Because Ozcan’s devices use mobile phone digital camera technology rather than lenses, they are compact and can transmit data quickly and cheaply. According to Eisenberg, Dr. Ozcan’s system may someday prove “particularly helpful in screening for malaria,” one of the diseases that especially affects people in the developing world.

“‘Right now you need a microscope, and you need trained people,’ [notes Dr. Yvonne Bryson, a professor and chief of the pediatric infectious diseases division at the David Geffen School of Medicine at U.C.L.A.]. ‘But this device would allow you to work without either in a remote area.’ M. Fatih Yanik, an assistant professor of electrical engineering and computer science at the Massachusetts Institute of Technology, said, ‘This makes it possible for ordinary people to gather medical information in the field just by using a cellphone adapted with cheap parts.'”

One final innovation I’d like to discuss is a small sensor that could lead to test kits that could be used at home to detect cancer [“Small liquid sensor could lead to home cancer detection kits,” by Darren Quick, Gizmag, 18 February 2010]. Quick reports:

“Just as home tests revolutionized the detection of pregnancy, a tiny sensor being developed at the University of Missouri (MU) could bring the benefits of home testing to the diagnosis a variety of diseases, including breast and prostate cancers. The sensor, known as an acoustic resonant sensor, is smaller than a human hair and could one day be used in home testing kits for the easy, rapid and accurate diagnosis of a range of diseases. The real-time, special acoustic resonant sensor being developed by Jae Kwon, assistant professor of electrical and computer engineering at MU, uses micro/nanoelectromechanical systems (M/NEMS) to directly detect diseases in body fluids.
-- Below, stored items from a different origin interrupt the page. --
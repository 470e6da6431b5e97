//! Error types for the session core.

use derive_more::{Display, Error, From};
use tracing::instrument;

/// Why the rules engine rejected a move.
#[derive(Debug, Clone, Copy, PartialEq, Eq, Display)]
pub enum InvalidMoveReason {
    /// Notation could not be parsed.
    #[display("unparseable")]
    Unparseable,
    /// No legal move matches the notation.
    #[display("illegal")]
    Illegal,
    /// More than one legal move matches the notation.
    #[display("ambiguous")]
    Ambiguous,
}

/// A move the rules engine refused to apply. The board is unchanged.
#[derive(Debug, Clone, PartialEq, Eq, Display, Error)]
#[display("Move {} rejected: {}", notation, reason)]
pub struct InvalidMove {
    /// Notation that was submitted.
    pub notation: String,
    /// Rejection reason.
    pub reason: InvalidMoveReason,
}

impl InvalidMove {
    /// Creates a rejection for `notation`.
    pub fn new(notation: impl Into<String>, reason: InvalidMoveReason) -> Self {
        Self {
            notation: notation.into(),
            reason,
        }
    }
}

/// Log layer failure (initialize, append, sync, poll).
#[derive(Debug, Clone, Display, Error)]
#[display("Log error: {} at {}:{}", message, file, line)]
pub struct LogError {
    /// Error message.
    pub message: String,
    /// Line number where error occurred.
    pub line: u32,
    /// Source file where error occurred.
    pub file: &'static str,
}

impl LogError {
    /// Creates a new log error with caller location tracking.
    #[track_caller]
    #[instrument(skip(message))]
    pub fn new(message: impl Into<String>) -> Self {
        let loc = std::panic::Location::caller();
        Self {
            message: message.into(),
            line: loc.line(),
            file: loc.file(),
        }
    }
}

impl From<std::io::Error> for LogError {
    #[track_caller]
    fn from(err: std::io::Error) -> Self {
        Self::new(format!("I/O error: {}", err))
    }
}

impl From<serde_json::Error> for LogError {
    #[track_caller]
    fn from(err: serde_json::Error) -> Self {
        Self::new(format!("Malformed log entry: {}", err))
    }
}

/// Configuration error.
#[derive(Debug, Clone, Display, Error)]
#[display("Config error: {} at {}:{}", message, file, line)]
pub struct ConfigError {
    /// Error message.
    pub message: String,
    /// Line number where error occurred.
    pub line: u32,
    /// Source file where error occurred.
    pub file: &'static str,
}

impl ConfigError {
    /// Creates a new configuration error.
    #[track_caller]
    #[instrument(skip(message))]
    pub fn new(message: impl Into<String>) -> Self {
        let loc = std::panic::Location::caller();
        Self {
            message: message.into(),
            line: loc.line(),
            file: loc.file(),
        }
    }
}

/// Fatal session failure. Recoverable input errors never reach this type.
#[derive(Debug, Clone, Display, Error, From)]
pub enum SessionError {
    /// A historical or incoming move did not apply: log and engine diverged.
    #[display("Log entry {} ({}) cannot be applied: {}", sequence, notation, reason)]
    ReplayConsistency {
        /// Sequence number of the offending entry.
        sequence: u64,
        /// Canonical notation that was rejected.
        notation: String,
        /// Engine rejection reason.
        reason: InvalidMoveReason,
    },

    /// Local identity is not one of the known participants.
    #[display("Identity {:?} does not match any participant", identity)]
    IdentityResolution {
        /// The unresolved identity.
        identity: String,
    },

    /// A polled entry that cannot be a remote turn.
    #[display("Log entry {} is not a remote move", sequence)]
    UnexpectedEntry {
        /// Sequence number of the entry.
        sequence: u64,
    },

    /// Log layer failure.
    #[display("{}", _0)]
    #[from]
    Log(LogError),

    /// The local move source failed or closed.
    #[display("Move input failed: {}", message)]
    Input {
        /// Failure description.
        message: String,
    },
}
Since the M/NEMS are tiny devices smaller than the diameter of a human hair and the sensor doesn’t require bulky data reading or analyzing equipment they can be integrated with equally small circuits, creating the potential for small stand-alone disease-screening systems. ‘Many disease-related substances in liquids are not easily tracked,’ said Kwon, ‘in a liquid environment, most sensors experience a significant loss of signal quality, but by using highly sensitive, low-signal-loss acoustic resonant sensors in a liquid, these substances can be effectively and quickly detected — a brand-new concept that will result in a noninvasive approach for breast cancer detection.’ As an added benefit Kwon’s sensor also produces rapid, almost immediate results that could reduce patient anxiety often felt after waiting for other detection methods, such as biopsies, which can take several days or weeks before results are known.”

Although the research looks promising, more work needs to be done before the technology is commercialized.

“‘Our ultimate goal is to produce a device that will simply and quickly diagnose multiple specific diseases, and eventually be used to create “point of care” systems, which are services provided to patients at their bedsides,’ Kwon said. Kwon believes the sensor has strong commercial potential as part of simple home kits for the easy, fast and accurate diagnosis of a range of diseases and he was awarded a US$400,000, five year National Science Foundation CAREER Award to continue his efforts to develop the sensor.”

Taken together, the technologies discussed above point to a growing trend that involves making medical devices smaller and, hopefully, more affordable. Affordability is important in both the developed and developing worlds. These technologies are also aimed at making diagnoses earlier so that treatments can be started before a disease becomes a medical crisis. That, too, should help reduce the costs of medical treatments and save lives.